Beispiel: Eine junge Frau, die seit Monaten unter enormem familiären Druck steht, verliert plötzlich ihre Stimme. Der Körper sagt, was die Psyche nicht kann: „Ich kann nicht mehr sprechen.“

Manche Forschende sprechen vom psychischen Kurzschluss. Ein innerer Konflikt wird auf den Körper umgeleitet, weil es „keine andere Sprache“ gibt, um ihn auszudrücken.


Wie kann man eine Konversionsstörung behandeln?

Die wichtigste Botschaft an Betroffene lautet: „Du bildest dir das nicht ein.“ Die Symptome sind echt, sie entstehen nur auf andere Weise als bei einer organischen Erkrankung.

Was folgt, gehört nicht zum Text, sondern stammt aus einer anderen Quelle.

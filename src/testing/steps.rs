use std::fmt::{self, Display};

use serde::Serialize;
use tracing::{debug, warn};

use super::Assertion;
use crate::error::HarnessError;
use crate::http::request::ApiRequest;
use crate::http::response::HttpResponse;
use crate::ideas::{
    CREATE_PATH, CREATED_MSG, DELETE_PATH, EDIT_PATH, EDITED_MSG, IDEA_ID_PARAM, IdeaRecord,
    IdeaRequest, LIST_PATH, NO_SUCH_IDEA_MSG,
};

/// Identifier no server is expected to know.
pub const DEFAULT_MISSING_IDEA_ID: &str = "123";

/// State threaded through the steps of one run.
///
/// `last_idea_id` is written by [`Step::ListIdeas`] and read by the edit and
/// delete steps that follow it.
#[derive(Debug, Clone)]
pub struct RunContext {
    last_idea_id: Option<String>,
    missing_idea_id: String,
}

impl Default for RunContext {
    fn default() -> Self {
        Self {
            last_idea_id: None,
            missing_idea_id: DEFAULT_MISSING_IDEA_ID.to_string(),
        }
    }
}

impl RunContext {
    pub fn new() -> Self {
        Self::default()
    }

    pub fn with_missing_idea_id(mut self, id: impl Into<String>) -> Self {
        self.missing_idea_id = id.into();
        self
    }

    pub fn last_idea_id(&self) -> Option<&str> {
        self.last_idea_id.as_deref()
    }

    pub fn missing_idea_id(&self) -> &str {
        &self.missing_idea_id
    }

    fn require_idea_id(&self) -> Result<&str, HarnessError> {
        self.last_idea_id().ok_or_else(|| {
            HarnessError::Precondition("no idea id captured by a previous listing step".to_string())
        })
    }
}

/// One ordered unit of request plus assertions.
#[derive(Debug, Clone, Copy, PartialEq, Eq, Serialize)]
#[serde(rename_all = "snake_case")]
pub enum Step {
    CreateIdea,
    ListIdeas,
    EditIdea,
    DeleteIdea,
    CreateInvalidIdea,
    EditMissingIdea,
    DeleteMissingIdea,
    /// Deleting the already deleted idea again must be rejected.
    DeleteDeletedIdea,
}

impl Step {
    pub const CORE: [Step; 7] = [
        Step::CreateIdea,
        Step::ListIdeas,
        Step::EditIdea,
        Step::DeleteIdea,
        Step::CreateInvalidIdea,
        Step::EditMissingIdea,
        Step::DeleteMissingIdea,
    ];

    /// The execution order. Later steps depend on state written by earlier
    /// ones, so callers must not reorder it.
    pub fn plan(extended: bool) -> Vec<Step> {
        let mut plan = Step::CORE.to_vec();
        if extended {
            plan.push(Step::DeleteDeletedIdea);
        }
        plan
    }

    pub fn name(self) -> &'static str {
        match self {
            Step::CreateIdea => "create_idea_with_required_fields",
            Step::ListIdeas => "get_all_ideas",
            Step::EditIdea => "edit_existing_idea",
            Step::DeleteIdea => "delete_existing_idea",
            Step::CreateInvalidIdea => "create_idea_without_required_fields",
            Step::EditMissingIdea => "edit_non_existing_idea",
            Step::DeleteMissingIdea => "delete_non_existing_idea",
            Step::DeleteDeletedIdea => "delete_already_deleted_idea",
        }
    }

    pub fn description(self) -> &'static str {
        match self {
            Step::CreateIdea => "create an idea with title and description, expect 200 and a created message",
            Step::ListIdeas => "list all ideas, expect a non-empty list and capture the last id",
            Step::EditIdea => "edit the captured idea, expect 200 and an edited message",
            Step::DeleteIdea => "delete the captured idea, expect 200",
            Step::CreateInvalidIdea => "create an idea with empty title and description, expect 400",
            Step::EditMissingIdea => "edit an unknown idea, expect 400 and a no-such-idea message",
            Step::DeleteMissingIdea => "delete an unknown idea, expect 400 and a no-such-idea message",
            Step::DeleteDeletedIdea => "delete the captured idea a second time, expect 400",
        }
    }

    /// Build the request, or fail when a consumed value has not been captured.
    pub fn request(self, ctx: &RunContext) -> Result<ApiRequest, HarnessError> {
        match self {
            Step::CreateIdea => ApiRequest::post(CREATE_PATH)
                .json(&IdeaRequest::new("Test Idea", "This is a test idea description.")),
            Step::ListIdeas => Ok(ApiRequest::get(LIST_PATH)),
            Step::EditIdea => ApiRequest::put(EDIT_PATH)
                .query(IDEA_ID_PARAM, ctx.require_idea_id()?)
                .json(&IdeaRequest::new("Edited Idea", "This is an edited idea description.")),
            Step::DeleteIdea | Step::DeleteDeletedIdea => {
                Ok(ApiRequest::delete(DELETE_PATH).query(IDEA_ID_PARAM, ctx.require_idea_id()?))
            }
            Step::CreateInvalidIdea => ApiRequest::post(CREATE_PATH).json(&IdeaRequest::new("", "")),
            Step::EditMissingIdea => ApiRequest::put(EDIT_PATH)
                .query(IDEA_ID_PARAM, ctx.missing_idea_id())
                .json(&IdeaRequest::new(
                    "Edited Non-Existing-Idea",
                    "This is updated test idea description for a non-existing idea.",
                )),
            Step::DeleteMissingIdea => {
                Ok(ApiRequest::delete(DELETE_PATH).query(IDEA_ID_PARAM, ctx.missing_idea_id()))
            }
        }
    }

    pub fn assertions(self) -> Vec<Assertion> {
        match self {
            Step::CreateIdea => vec![Assertion::status(200), Assertion::field_equals("msg", CREATED_MSG)],
            Step::ListIdeas => vec![Assertion::status(200), Assertion::json_array_not_empty()],
            Step::EditIdea => vec![Assertion::status(200), Assertion::field_equals("msg", EDITED_MSG)],
            Step::DeleteIdea => vec![Assertion::status(200)],
            Step::CreateInvalidIdea => vec![Assertion::status(400)],
            Step::EditMissingIdea | Step::DeleteMissingIdea | Step::DeleteDeletedIdea => {
                vec![Assertion::status(400), Assertion::body_contains(NO_SUCH_IDEA_MSG)]
            }
        }
    }

    /// Record values later steps consume.
    pub fn capture(self, ctx: &mut RunContext, response: &HttpResponse) {
        if self != Step::ListIdeas || !response.is_status(200) {
            return;
        }

        match response.json::<Vec<IdeaRecord>>() {
            Ok(records) => {
                if let Some(last) = records.last() {
                    if last.id.is_none() {
                        warn!("last listed idea has no id");
                    }
                    debug!(idea_id = ?last.id, "captured last idea id");
                    ctx.last_idea_id = last.id.clone();
                }
            }
            Err(err) => warn!(error = %err, "listing response is not a list of ideas"),
        }
    }
}

impl Display for Step {
    fn fmt(&self, f: &mut fmt::Formatter<'_>) -> fmt::Result {
        write!(f, "{}", self.name())
    }
}
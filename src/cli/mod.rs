//! # CLI
//!
//! Command-line surface for running the suite in CI. Every connection flag
//! falls back to an `IDEACHECK_*` environment variable, and the exit status
//! reflects the outcome.

use std::path::PathBuf;
use std::time::Duration;

use clap::{Parser, ValueEnum};

use crate::environment::{
    DEFAULT_BASE_URL, DEFAULT_TIMEOUT_MS, ENV_BASE_URL, ENV_LOGIN_EMAIL, ENV_LOGIN_PASSWORD,
    ENV_MISSING_IDEA_ID, ENV_STATIC_TOKEN, ENV_TIMEOUT_MS, HarnessConfig, non_blank,
};
use crate::error::HarnessError;
use crate::testing::steps::DEFAULT_MISSING_IDEA_ID;
use crate::testing::{RunReport, Step};

pub const EXIT_SUCCESS: u8 = 0;
pub const EXIT_FAILED_STEPS: u8 = 1;
pub const EXIT_HARNESS_ERROR: u8 = 2;

#[derive(Debug, Parser)]
#[command(name = "ideacheck")]
#[command(about = "Run the ordered verification suite against an IdeaCenter API", long_about = None)]
#[command(version)]
pub struct Cli {
    /// Base address of the API, e.g. http://host:84
    #[arg(long, env = ENV_BASE_URL, default_value = DEFAULT_BASE_URL)]
    pub base_url: String,

    /// Pre-issued bearer token (skips the login call)
    #[arg(long, env = ENV_STATIC_TOKEN, hide_env_values = true)]
    pub token: Option<String>,

    /// Login email used when no token is given
    #[arg(long, env = ENV_LOGIN_EMAIL)]
    pub email: Option<String>,

    /// Login password used when no token is given
    #[arg(long, env = ENV_LOGIN_PASSWORD, hide_env_values = true)]
    pub password: Option<String>,

    /// Per-request timeout in milliseconds
    #[arg(long, env = ENV_TIMEOUT_MS, default_value_t = DEFAULT_TIMEOUT_MS)]
    pub timeout_ms: u64,

    /// Identifier the rejection checks use as an unknown idea
    #[arg(long, env = ENV_MISSING_IDEA_ID, default_value = DEFAULT_MISSING_IDEA_ID)]
    pub missing_idea_id: String,

    /// Output format for the report printed on stdout
    #[arg(long, value_enum, default_value_t = OutputFormat::Text)]
    pub format: OutputFormat,

    /// Also write the JSON report to this file
    #[arg(long)]
    pub report: Option<PathBuf>,

    /// Append the double-delete regression check to the plan
    #[arg(long)]
    pub extended: bool,

    /// Print the ordered plan and exit
    #[arg(long)]
    pub list: bool,

    /// Enable debug logging
    #[arg(short, long)]
    pub verbose: bool,
}

/// Output format for CLI reports.
#[derive(Debug, Clone, Copy, Default, PartialEq, Eq, ValueEnum)]
pub enum OutputFormat {
    #[default]
    Text,
    Json,
}

impl Cli {
    pub fn harness_config(&self) -> Result<HarnessConfig, HarnessError> {
        let config = HarnessConfig {
            base_url: self.base_url.trim().to_string(),
            static_token: non_blank(self.token.as_deref()),
            login_email: non_blank(self.email.as_deref()),
            login_password: self.password.clone().filter(|password| !password.is_empty()),
            timeout: Duration::from_millis(self.timeout_ms),
            missing_idea_id: self.missing_idea_id.trim().to_string(),
            extended: self.extended,
        };
        config.validate()?;
        Ok(config)
    }
}

pub fn render_plan(extended: bool) -> String {
    Step::plan(extended)
        .iter()
        .enumerate()
        .map(|(index, step)| format!("{}. {} - {}", index + 1, step.name(), step.description()))
        .collect::<Vec<_>>()
        .join("\n")
}

pub fn exit_status(report: &RunReport) -> u8 {
    if report.success() {
        EXIT_SUCCESS
    } else {
        EXIT_FAILED_STEPS
    }
}
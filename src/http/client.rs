use std::fmt;
use std::time::{Duration, Instant};

use reqwest::Url;
use tracing::debug;

use super::request::ApiRequest;
use super::response::HttpResponse;
use crate::error::HarnessError;

/// An HTTP client bound to one base address and, once authenticated, one
/// bearer credential that is attached to every request.
pub struct Session {
    client: reqwest::Client,
    base_url: Url,
    bearer_token: Option<String>,
}

impl Session {
    /// Session without credentials, used for the login round-trip.
    pub fn anonymous(base_url: &str, timeout: Duration) -> Result<Self, HarnessError> {
        let base_url = parse_base_url(base_url)?;
        let client = reqwest::Client::builder()
            .timeout(timeout)
            .redirect(reqwest::redirect::Policy::limited(10))
            .build()?;

        Ok(Self {
            client,
            base_url,
            bearer_token: None,
        })
    }

    pub fn with_bearer(mut self, token: impl Into<String>) -> Self {
        self.bearer_token = Some(token.into());
        self
    }

    pub fn base_url(&self) -> &Url {
        &self.base_url
    }

    pub fn is_authenticated(&self) -> bool {
        self.bearer_token.is_some()
    }

    pub async fn execute(&self, request: &ApiRequest) -> Result<HttpResponse, HarnessError> {
        let url = self.resolve(request)?;
        debug!(method = %request.method, %url, "sending request");

        let mut req_builder = self.client.request(request.method.into(), url);
        if let Some(token) = &self.bearer_token {
            req_builder = req_builder.bearer_auth(token);
        }
        if request.method.allows_body()
            && let Some(body) = &request.body
        {
            req_builder = req_builder.json(body);
        }

        let started = Instant::now();
        let response = req_builder.send().await?;
        let elapsed = started.elapsed().as_millis();

        let status = response.status();
        let bytes = response.bytes().await?;
        let size_bytes = bytes.len();
        let body = String::from_utf8_lossy(&bytes).into_owned();
        debug!(status = status.as_u16(), duration_ms = elapsed as u64, size_bytes, "response received");

        Ok(HttpResponse {
            status: status.as_u16(),
            status_text: status.canonical_reason().unwrap_or("Unknown").to_string(),
            duration_ms: elapsed,
            size_bytes,
            body,
        })
    }

    fn resolve(&self, request: &ApiRequest) -> Result<Url, HarnessError> {
        let path = request.path.trim_start_matches('/');
        let mut url = self.base_url.join(path).map_err(|e| HarnessError::InvalidUrl {
            url: format!("{}{}", self.base_url, path),
            reason: e.to_string(),
        })?;

        if !request.query.is_empty() {
            let mut query_pairs = url.query_pairs_mut();
            for (key, value) in &request.query {
                query_pairs.append_pair(key, value);
            }
        }

        Ok(url)
    }
}

impl fmt::Debug for Session {
    fn fmt(&self, f: &mut fmt::Formatter<'_>) -> fmt::Result {
        f.debug_struct("Session")
            .field("base_url", &self.base_url.as_str())
            .field("authenticated", &self.is_authenticated())
            .finish()
    }
}

impl Drop for Session {
    fn drop(&mut self) {
        debug!(
            base_url = %self.base_url,
            authenticated = self.is_authenticated(),
            "session released"
        );
    }
}

/// Parse the base address, forcing a trailing slash so relative joins keep
/// any path prefix.
fn parse_base_url(raw: &str) -> Result<Url, HarnessError> {
    let trimmed = raw.trim();
    if trimmed.is_empty() {
        return Err(HarnessError::InvalidUrl {
            url: raw.to_string(),
            reason: "base URL cannot be empty".to_string(),
        });
    }

    let with_slash = if trimmed.ends_with('/') {
        trimmed.to_string()
    } else {
        format!("{trimmed}/")
    };

    let url = Url::parse(&with_slash).map_err(|e| HarnessError::InvalidUrl {
        url: raw.to_string(),
        reason: e.to_string(),
    })?;
    if !matches!(url.scheme(), "http" | "https") {
        return Err(HarnessError::InvalidUrl {
            url: raw.to_string(),
            reason: format!("unsupported scheme `{}`", url.scheme()),
        });
    }

    Ok(url)
}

Therapieansätze sind u. a.:

  • Psychotherapie, insbesondere traumafokussierte Verfahren
  • Hypnosetherapie, um unbewusste Konflikte zu bearbeiten
  • Körperpsychotherapie und achtsamkeitsbasierte Methoden
  • In manchen Fällen Rehabilitation, um Bewegungsabläufe wieder zu trainieren


Entscheidend ist, das Vertrauen in den eigenen Körper zurückzugewinnen und den verborgenen seelischen Konflikt ans Licht zu bringen.

Die Konversionsstörung zeigt auf eindrucksvolle Weise, wie eng Körper und Psyche miteinander verwoben sind. Sie erinnert uns daran, dass der Körper nicht lügt, sondern manchmal nur eine andere Sprache spricht.


In diesem Sinne, vielen Dank fürs Lesen und viele Grüße,

Richard


P. S. Die maskuline Schreibweise dient ausschließlich der besseren Lesbarkeit. Angesprochen sind selbstverständlich immer alle Geschlechter.